In a January 6 riot newsletter, Kulkarni wrote: “These individuals came from all over the country, from the legal, business and technological community; many were former members of the armed forces or police, rich, poor and middle class. What they had in common was a shared belief in the lies told not only by the Trump administration, but by many members of the Republican Party and the moral and financial support of countless conservative organizations, as well as conventional companies. And they defend whiteness and white Americans over all others, marking the rest of us with subordinate status and conditional citizenship, which can be revoked at any time. ”
“If we don’t put out the fire, it will just continue to burn. And we will not have a democracy.”
Within the crowd, many said they fumblingly fought to “save America”, to protect their constitutional freedoms and the sanctity of the electoral process, to eliminate the rot that infects the government and the country in general, to get the United States from back on an upward path. They are, they feel, the victims of a flawed system and demand justice. They want to be seen and heard. In fact, many of that mob’s feelings are based on their lived reality. But Trump’s lies sparked an already burning sensation of political victim and fear, and today they represent something completely different.
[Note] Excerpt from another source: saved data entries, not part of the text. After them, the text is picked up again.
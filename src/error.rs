//! Centralized error types for pst-harvest.

use std::path::PathBuf;
use thiserror::Error;

/// All errors produced by the pst-harvest library.
#[derive(Error, Debug)]
pub enum HarvestError {
    /// The archive (or its root folder) could not be opened or read.
    #[error("Cannot access archive '{path}': {reason}")]
    ArchiveAccess { path: PathBuf, reason: String },

    /// The payload of a single attachment could not be read.
    #[error("Attachment {index} of message {email_id} could not be read: {reason}")]
    AttachmentRead {
        email_id: String,
        index: usize,
        reason: String,
    },

    /// The archive could not report how many attachments a message has.
    #[error("Attachment count unavailable for message {email_id}: {reason}")]
    AttachmentCount { email_id: String, reason: String },

    /// Building the record for one message failed.
    #[error("Failed to process message {email_id}: {reason}")]
    MessageProcessing { email_id: String, reason: String },

    /// A storage write failed; the whole batch was rolled back.
    #[error("Persistence error ({context}): {source}")]
    Persistence {
        context: String,
        source: rusqlite::Error,
    },

    /// I/O error with the associated file path.
    #[error("I/O error on '{path}': {source}")]
    Io {
        path: PathBuf,
        source: std::io::Error,
    },

    /// Invalid configuration value.
    #[error("Configuration error: {0}")]
    Config(String),
}

/// Convenience alias for `Result<T, HarvestError>`.
pub type Result<T> = std::result::Result<T, HarvestError>;

impl HarvestError {
    /// Create an `Io` variant from a path and an `io::Error`.
    pub fn io(path: impl Into<PathBuf>, source: std::io::Error) -> Self {
        Self::Io {
            path: path.into(),
            source,
        }
    }

    /// Wrap a SQLite error with a short description of the failed step.
    pub fn persistence(context: impl Into<String>, source: rusqlite::Error) -> Self {
        Self::Persistence {
            context: context.into(),
            source,
        }
    }
}

/// Errors reported by an archive reader implementation.
#[derive(Error, Debug, Clone, PartialEq, Eq)]
pub enum ArchiveError {
    /// The archive file could not be opened or parsed.
    #[error("cannot open archive: {0}")]
    Open(String),

    /// A structure inside the archive is damaged.
    #[error("corrupt archive data: {0}")]
    Corrupt(String),

    /// An attachment index outside `0..attachment_count` was requested.
    #[error("attachment index {0} out of range")]
    NoSuchAttachment(usize),

    /// The archive handle has already been closed.
    #[error("archive is closed")]
    Closed,
}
None of these things detract from the fact that millions of Trump fans face serious financial difficulties, especially due to a pandemic that has worsened under his leadership. But that alone did not lead 74 million people to vote for him in November (11 million more votes than in 2016) or led them to a demonstration to keep him in office. “There is real economic pain here, we saw, but it is not the essence of what happened last week – especially for those who have had the time and resources to board a plane to DC,” said Crozier. “Insinuating the opposite loses the real challenges that we must all face together.”
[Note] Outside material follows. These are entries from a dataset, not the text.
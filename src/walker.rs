//! Depth-first traversal of the archive folder tree.
//!
//! Within a folder, messages are handled in declared order before the child
//! folders, which are visited in declared order. Each message runs inside
//! its own error boundary: a failure is logged and counted, and the walk
//! moves on.

use std::collections::HashSet;
use std::path::Path;

use tracing::{debug, info, trace, warn};

use crate::archive::{ArchiveFolder, ArchiveMessage, MailboxArchive};
use crate::context::ExtractContext;
use crate::error::{HarvestError, Result};
use crate::extract::build_record;
use crate::model::mail::EmailRecord;
use crate::resolve::classify::is_mail_class;
use crate::resolve::property::message_class;
use crate::store;

/// Characters of the subject shown in log lines.
const SUBJECT_LOG_CHARS: usize = 30;

/// Counters for one run.
#[derive(Debug, Clone, Default, PartialEq, Eq)]
pub struct WalkStats {
    pub folders: usize,
    pub messages_seen: usize,
    /// Items that are not mail (appointments, contacts, ...).
    pub skipped_non_mail: usize,
    /// Folders or messages reached a second time.
    pub revisits: usize,
    pub persisted: usize,
    pub failed: usize,
    pub attachments: usize,
    pub attachment_bytes: u64,
    /// The walk stopped early on request.
    pub cancelled: bool,
}

/// Traversal state for one archive.
pub struct FolderWalker<'a> {
    ctx: &'a ExtractContext,
    progress: &'a dyn Fn(&WalkStats),
    visited_folders: HashSet<u64>,
    seen_messages: HashSet<u64>,
    pending: Vec<EmailRecord>,
    stats: WalkStats,
}

impl<'a> FolderWalker<'a> {
    pub fn new(ctx: &'a ExtractContext, progress: &'a dyn Fn(&WalkStats)) -> Self {
        Self {
            ctx,
            progress,
            visited_folders: HashSet::new(),
            seen_messages: HashSet::new(),
            pending: Vec::with_capacity(ctx.batch_size),
            stats: WalkStats::default(),
        }
    }

    /// Walk the tree below `root` and persist every mail item.
    ///
    /// The root's own name is not part of any folder path.
    pub fn walk<F: ArchiveFolder>(mut self, root: &F) -> WalkStats {
        self.visit(root, None);
        self.flush();
        if self.stats.cancelled {
            info!("Walk cancelled, pending records flushed");
        }
        self.stats
    }

    fn visit<F: ArchiveFolder>(&mut self, folder: &F, path: Option<&str>) {
        if self.ctx.is_cancelled() {
            self.stats.cancelled = true;
            return;
        }
        if !self.visited_folders.insert(folder.identifier()) {
            warn!(folder_id = folder.identifier(), "Folder already visited, skipping");
            self.stats.revisits += 1;
            return;
        }
        self.stats.folders += 1;
        let folder_path = path.unwrap_or_default();
        debug!(folder = folder_path, "Entering folder");

        match folder.messages() {
            Ok(messages) => {
                for message in &messages {
                    if self.ctx.is_cancelled() {
                        self.stats.cancelled = true;
                        return;
                    }
                    self.process_message(message, folder_path);
                    (self.progress)(&self.stats);
                }
            }
            Err(e) => warn!(folder = folder_path, error = %e, "Cannot list messages"),
        }

        match folder.sub_folders() {
            Ok(children) => {
                for child in &children {
                    let name = child.name();
                    let child_path = match path {
                        Some(parent) => format!("{parent}/{name}"),
                        None => name,
                    };
                    self.visit(child, Some(&child_path));
                    if self.stats.cancelled {
                        return;
                    }
                }
            }
            Err(e) => warn!(folder = folder_path, error = %e, "Cannot list sub-folders"),
        }
    }

    fn process_message<M: ArchiveMessage>(&mut self, message: &M, folder_path: &str) {
        self.stats.messages_seen += 1;
        let id = message.identifier();
        if !self.seen_messages.insert(id) {
            warn!(email_id = id, "Message already processed, skipping");
            self.stats.revisits += 1;
            return;
        }

        match message_class(message) {
            Some(class) if is_mail_class(&class) => {}
            class => {
                trace!(email_id = id, class = ?class, "Skipping non-mail item");
                self.stats.skipped_non_mail += 1;
                return;
            }
        }

        match build_record(message, folder_path, self.ctx) {
            Ok(record) => {
                self.stats.attachments += record.attachments.len();
                self.stats.attachment_bytes += record.attachments.iter().map(|a| a.size).sum::<u64>();
                self.pending.push(record);
                if self.pending.len() >= self.ctx.batch_size {
                    self.flush();
                }
            }
            Err(e) => {
                let subject: String = message
                    .subject()
                    .ok()
                    .flatten()
                    .unwrap_or_default()
                    .chars()
                    .take(SUBJECT_LOG_CHARS)
                    .collect();
                warn!(email_id = id, subject = %subject, error = %e, "Skipping message");
                self.stats.failed += 1;
            }
        }
    }

    fn flush(&mut self) {
        if self.pending.is_empty() {
            return;
        }
        let batch = std::mem::take(&mut self.pending);
        match store::save_batch(&self.ctx.database, &batch) {
            Ok(committed) => self.stats.persisted += committed,
            Err(e) => {
                for record in &batch {
                    warn!(
                        email_id = %record.email_id,
                        subject = %record.subject_prefix(SUBJECT_LOG_CHARS),
                        error = %e,
                        "Batch rolled back"
                    );
                }
                self.stats.failed += batch.len();
            }
        }
    }
}

/// Run a full extraction over an opened archive.
///
/// Prepares the schema, walks from the root and always closes the archive,
/// whatever the outcome. Only schema and root-folder failures are errors.
pub fn harvest<A: MailboxArchive>(
    archive: &mut A,
    archive_path: &Path,
    ctx: &ExtractContext,
    progress: &dyn Fn(&WalkStats),
) -> Result<WalkStats> {
    let result = run(archive, archive_path, ctx, progress);
    if let Err(e) = archive.close() {
        warn!(path = %archive_path.display(), error = %e, "Failed to close archive");
    }
    result
}

fn run<A: MailboxArchive>(
    archive: &A,
    archive_path: &Path,
    ctx: &ExtractContext,
    progress: &dyn Fn(&WalkStats),
) -> Result<WalkStats> {
    store::ensure_schema(&ctx.database)?;
    let root = archive
        .root_folder()
        .map_err(|e| HarvestError::ArchiveAccess {
            path: archive_path.to_path_buf(),
            reason: e.to_string(),
        })?;
    info!(
        archive = %archive_path.display(),
        database = %ctx.database.display(),
        "Starting extraction"
    );
    Ok(FolderWalker::new(ctx, progress).walk(&root))
}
What happened on January 6, and what is being planned in future uprisings, is not about fighting for economic justice. “They were asking for injustice. They would overthrow our government, our democracy, everything we work with, ”said Joyner. “People invaded our Capitol without masks, taking pictures and selfies. What does that tell you? It shows that these people think they have the power of our government behind them. ”And there is no quick way to deal with the consequences. “You have to put out the fire first and then replant the trees,” she said. “It will take another generation to get the forest again, but if we don’t put out the fire, it will continue to burn. And we will not have democracy ”.
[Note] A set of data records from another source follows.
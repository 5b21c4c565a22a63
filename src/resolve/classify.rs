//! Sent-versus-received classification and the mail-item filter.

use crate::archive::PropertySource;
use crate::model::mail::MessageKind;
use crate::model::property::{LogicalProperty, MSGFLAG_FROMME};
use crate::resolve::property::get_integer;

/// Folder names that hold the owner's outgoing mail, compared case-insensitively.
pub const SENT_FOLDER_NAMES: &[&str] = &["sent items", "sent", "보낸 편지함", "outbox"];

/// Message classes starting with this prefix (case-insensitive) are mail items.
pub const MAIL_CLASS_PREFIX: &str = "IPM.Note";

/// Case-insensitive set of sent-folder names.
#[derive(Debug, Clone)]
pub struct SentFolders {
    names: Vec<String>,
}

impl Default for SentFolders {
    fn default() -> Self {
        Self::with_extra(std::iter::empty::<&str>())
    }
}

impl SentFolders {
    /// The well-known names plus `extra`.
    pub fn with_extra<I, S>(extra: I) -> Self
    where
        I: IntoIterator<Item = S>,
        S: AsRef<str>,
    {
        let mut names: Vec<String> = SENT_FOLDER_NAMES.iter().map(|n| n.to_string()).collect();
        names.extend(
            extra
                .into_iter()
                .map(|n| n.as_ref().trim().to_lowercase())
                .filter(|n| !n.is_empty()),
        );
        Self { names }
    }

    /// True when the whole path, or its last segment, is a sent-folder name.
    ///
    /// The leaf match also catches sent folders nested below a store root or
    /// an archive folder (`Top of Personal Folders/Sent Items`,
    /// `Archive/Sent Items`). Folders nested below a sent folder do not match.
    pub fn matches(&self, folder_path: &str) -> bool {
        let path = folder_path.trim().to_lowercase();
        let leaf = path.rsplit('/').next().unwrap_or(&path).trim();
        self.names.iter().any(|name| *name == path || name == leaf)
    }
}

/// Decide whether a message was sent by the mailbox owner.
///
/// A sent-folder match short-circuits; otherwise the from-me bit of the
/// message flags decides; otherwise the message is received.
pub fn classify<S: PropertySource + ?Sized>(
    message: &S,
    folder_path: &str,
    sent_folders: &SentFolders,
) -> MessageKind {
    if sent_folders.matches(folder_path) {
        return MessageKind::Sent;
    }
    match get_integer(message, LogicalProperty::MessageFlags) {
        Some(flags) if flags & MSGFLAG_FROMME != 0 => MessageKind::Sent,
        _ => MessageKind::Receive,
    }
}

/// Whether a message class denotes a mail item (as opposed to calendar
/// entries, contacts, tasks and the like).
pub fn is_mail_class(class: &str) -> bool {
    let class = class.trim();
    class
        .get(..MAIL_CLASS_PREFIX.len())
        .is_some_and(|head| head.eq_ignore_ascii_case(MAIL_CLASS_PREFIX))
}

#[cfg(test)]
mod tests {
    use super::*;
    use crate::archive::ArchiveResult;
    use crate::model::property::{PropertyEntry, PR_MESSAGE_FLAGS};

    struct Flags(Option<u32>);

    impl PropertySource for Flags {
        fn property_entries(&self) -> ArchiveResult<Vec<PropertyEntry>> {
            Ok(self
                .0
                .map(|f| vec![PropertyEntry::integer(PR_MESSAGE_FLAGS, f)])
                .unwrap_or_default())
        }
    }

    #[test]
    fn test_sent_folder_ignores_flags() {
        let sent = SentFolders::default();
        assert_eq!(classify(&Flags(Some(0)), "Sent Items", &sent), MessageKind::Sent);
        assert_eq!(classify(&Flags(None), "SENT", &sent), MessageKind::Sent);
        assert_eq!(classify(&Flags(None), "보낸 편지함", &sent), MessageKind::Sent);
    }

    #[test]
    fn test_nested_sent_folder_matches_leaf() {
        let sent = SentFolders::default();
        assert!(sent.matches("Archive/2023/Sent Items"));
        assert!(!sent.matches("Sent Items/Old"));
    }

    #[test]
    fn test_from_me_flag_in_inbox() {
        let sent = SentFolders::default();
        assert_eq!(classify(&Flags(Some(0x21)), "Inbox", &sent), MessageKind::Sent);
        assert_eq!(classify(&Flags(Some(0x01)), "Inbox", &sent), MessageKind::Receive);
        assert_eq!(classify(&Flags(None), "Inbox", &sent), MessageKind::Receive);
    }

    #[test]
    fn test_only_from_me_bit_marks_sent() {
        let sent = SentFolders::default();
        assert_eq!(MSGFLAG_FROMME, 0x20);
        assert_eq!(classify(&Flags(Some(0x20)), "Inbox", &sent), MessageKind::Sent);
        assert_eq!(classify(&Flags(Some(0x10)), "Inbox", &sent), MessageKind::Receive);
        assert_eq!(classify(&Flags(Some(0x40)), "Inbox", &sent), MessageKind::Receive);
    }

    #[test]
    fn test_archived_sent_folder_is_sent() {
        let sent = SentFolders::default();
        assert_eq!(
            classify(&Flags(None), "Archive/Sent Items", &sent),
            MessageKind::Sent
        );
        assert_eq!(
            classify(&Flags(None), "Top of Personal Folders/보낸 편지함", &sent),
            MessageKind::Sent
        );
        assert_eq!(
            classify(&Flags(None), "Archive/Sent Items/2023", &sent),
            MessageKind::Receive
        );
    }

    #[test]
    fn test_extra_sent_folders() {
        let sent = SentFolders::with_extra(["Gesendete Elemente"]);
        assert!(sent.matches("gesendete elemente"));
        assert!(sent.matches("Sent"));
    }

    #[test]
    fn test_mail_class_prefix() {
        assert!(is_mail_class("IPM.Note"));
        assert!(is_mail_class("ipm.note.SMIME"));
        assert!(!is_mail_class("IPM.Appointment"));
        assert!(!is_mail_class("IPM"));
        assert!(!is_mail_class(""));
    }
}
A mild description of what happened is that many of Trump’s followers, including those with power, are trying to go back in time to an America that didn’t work better for everyone, but probably worked better for people like them. As Tucker Carlson of Fox News said, a vote for Trump is a vote against the ruling class, which has forgotten these people, except as a target for mockery. Trump gave them affirmation. They longed for recognition as much as Trump himself. And so they define themselves in opposition to the “leftists”, those who despise them, the Democratic Party’s agenda and the media. These views alone are not racist, they argue. As one person told Pew researchers: “I am not a racist. I am not a neo-Nazi. I am not a fanatic. I am not a misogynist. I am not deplorable. I don’t hate immigrants, I just want them to enter the United States legally. I’m not a white supremist [sic]. “Another said:” We are neighbors, friends and sometimes relatives “.
Without context, these positions may be harmless, but the actions they inspire are anything but. And, as Kulkarni said, “Just because someone really believes in something, it doesn’t allow them to avoid the consequences and the responsibility.”